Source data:
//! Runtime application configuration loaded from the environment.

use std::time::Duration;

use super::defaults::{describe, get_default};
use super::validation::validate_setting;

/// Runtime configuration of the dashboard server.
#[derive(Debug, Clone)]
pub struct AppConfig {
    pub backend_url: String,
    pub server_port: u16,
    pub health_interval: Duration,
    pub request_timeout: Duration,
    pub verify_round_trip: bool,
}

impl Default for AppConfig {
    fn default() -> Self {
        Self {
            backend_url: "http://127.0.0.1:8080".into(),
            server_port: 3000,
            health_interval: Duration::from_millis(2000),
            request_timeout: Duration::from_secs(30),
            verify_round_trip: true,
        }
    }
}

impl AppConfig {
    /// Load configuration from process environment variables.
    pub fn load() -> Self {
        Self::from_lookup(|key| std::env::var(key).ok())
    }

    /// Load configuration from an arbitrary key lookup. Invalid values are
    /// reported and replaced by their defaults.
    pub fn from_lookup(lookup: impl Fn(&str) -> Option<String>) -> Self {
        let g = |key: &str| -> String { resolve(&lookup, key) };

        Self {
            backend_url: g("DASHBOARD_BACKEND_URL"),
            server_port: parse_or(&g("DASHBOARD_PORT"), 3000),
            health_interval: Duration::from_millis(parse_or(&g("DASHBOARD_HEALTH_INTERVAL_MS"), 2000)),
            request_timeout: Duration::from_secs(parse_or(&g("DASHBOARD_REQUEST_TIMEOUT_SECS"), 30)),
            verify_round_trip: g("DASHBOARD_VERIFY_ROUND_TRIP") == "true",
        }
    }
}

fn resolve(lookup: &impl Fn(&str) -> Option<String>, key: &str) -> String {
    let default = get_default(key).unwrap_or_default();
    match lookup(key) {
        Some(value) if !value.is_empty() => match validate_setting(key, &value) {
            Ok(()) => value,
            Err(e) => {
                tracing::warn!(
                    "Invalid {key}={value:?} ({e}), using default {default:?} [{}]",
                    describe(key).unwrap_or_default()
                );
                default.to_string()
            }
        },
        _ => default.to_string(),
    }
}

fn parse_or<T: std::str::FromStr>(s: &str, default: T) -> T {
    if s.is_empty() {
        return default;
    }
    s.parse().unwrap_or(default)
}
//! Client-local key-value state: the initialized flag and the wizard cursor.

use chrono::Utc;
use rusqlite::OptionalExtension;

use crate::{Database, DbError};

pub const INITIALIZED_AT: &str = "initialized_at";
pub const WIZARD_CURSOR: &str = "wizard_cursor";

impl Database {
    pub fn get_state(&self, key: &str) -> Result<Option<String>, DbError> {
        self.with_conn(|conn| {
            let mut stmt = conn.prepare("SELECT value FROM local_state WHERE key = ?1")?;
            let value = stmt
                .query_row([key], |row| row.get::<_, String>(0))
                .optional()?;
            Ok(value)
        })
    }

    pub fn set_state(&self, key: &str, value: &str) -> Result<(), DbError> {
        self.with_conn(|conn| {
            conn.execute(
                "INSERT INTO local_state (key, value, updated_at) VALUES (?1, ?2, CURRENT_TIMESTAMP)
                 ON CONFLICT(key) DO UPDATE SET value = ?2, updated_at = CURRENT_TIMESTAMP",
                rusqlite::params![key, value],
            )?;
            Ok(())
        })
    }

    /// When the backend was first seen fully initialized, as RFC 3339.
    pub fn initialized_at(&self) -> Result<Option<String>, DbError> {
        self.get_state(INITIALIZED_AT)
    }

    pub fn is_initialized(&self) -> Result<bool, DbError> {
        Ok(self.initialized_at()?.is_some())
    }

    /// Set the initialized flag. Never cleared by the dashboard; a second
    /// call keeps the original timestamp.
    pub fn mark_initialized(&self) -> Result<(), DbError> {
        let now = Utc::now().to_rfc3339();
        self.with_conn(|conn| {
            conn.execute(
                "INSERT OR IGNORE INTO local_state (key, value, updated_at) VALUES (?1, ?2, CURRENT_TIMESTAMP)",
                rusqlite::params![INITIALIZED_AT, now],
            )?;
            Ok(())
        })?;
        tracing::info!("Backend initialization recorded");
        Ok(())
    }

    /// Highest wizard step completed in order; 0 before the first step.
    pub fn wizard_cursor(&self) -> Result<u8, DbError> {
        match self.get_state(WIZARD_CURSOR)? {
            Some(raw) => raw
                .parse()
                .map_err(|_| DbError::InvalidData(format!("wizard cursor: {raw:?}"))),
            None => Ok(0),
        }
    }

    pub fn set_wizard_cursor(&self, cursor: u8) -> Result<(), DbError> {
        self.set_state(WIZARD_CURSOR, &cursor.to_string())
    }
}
==
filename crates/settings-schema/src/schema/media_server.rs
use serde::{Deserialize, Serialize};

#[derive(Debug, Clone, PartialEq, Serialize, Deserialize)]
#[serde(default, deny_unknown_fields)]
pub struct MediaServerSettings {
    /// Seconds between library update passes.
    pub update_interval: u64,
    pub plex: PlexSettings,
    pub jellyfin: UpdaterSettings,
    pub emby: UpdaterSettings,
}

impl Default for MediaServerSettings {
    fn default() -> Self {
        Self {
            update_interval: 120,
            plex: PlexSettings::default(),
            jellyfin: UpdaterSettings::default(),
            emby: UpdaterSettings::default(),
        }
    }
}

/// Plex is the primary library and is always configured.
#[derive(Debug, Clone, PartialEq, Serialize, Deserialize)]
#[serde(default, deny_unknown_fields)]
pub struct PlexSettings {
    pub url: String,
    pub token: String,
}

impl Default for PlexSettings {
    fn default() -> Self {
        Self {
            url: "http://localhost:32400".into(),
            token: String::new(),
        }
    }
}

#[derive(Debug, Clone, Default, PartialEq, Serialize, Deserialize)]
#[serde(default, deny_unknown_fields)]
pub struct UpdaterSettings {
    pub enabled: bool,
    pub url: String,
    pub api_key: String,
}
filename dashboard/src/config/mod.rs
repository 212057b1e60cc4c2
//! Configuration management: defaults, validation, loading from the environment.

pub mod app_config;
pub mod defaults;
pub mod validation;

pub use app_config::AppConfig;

→ **Work instruction**
Beginning at the line above with "pub struct UpdaterSettings" and finishing at the line with "pub use app_config::AppConfig;", return each line exactly and return nothing else.

→ **Solution**
pub struct UpdaterSettings {
    pub enabled: bool,
    pub url: String,
    pub api_key: String,
}
filename dashboard/src/config/mod.rs
repository 212057b1e60cc4c2
//! Configuration management: defaults, validation, loading from the environment.

pub mod app_config;
pub mod defaults;
pub mod validation;

pub use app_config::AppConfig;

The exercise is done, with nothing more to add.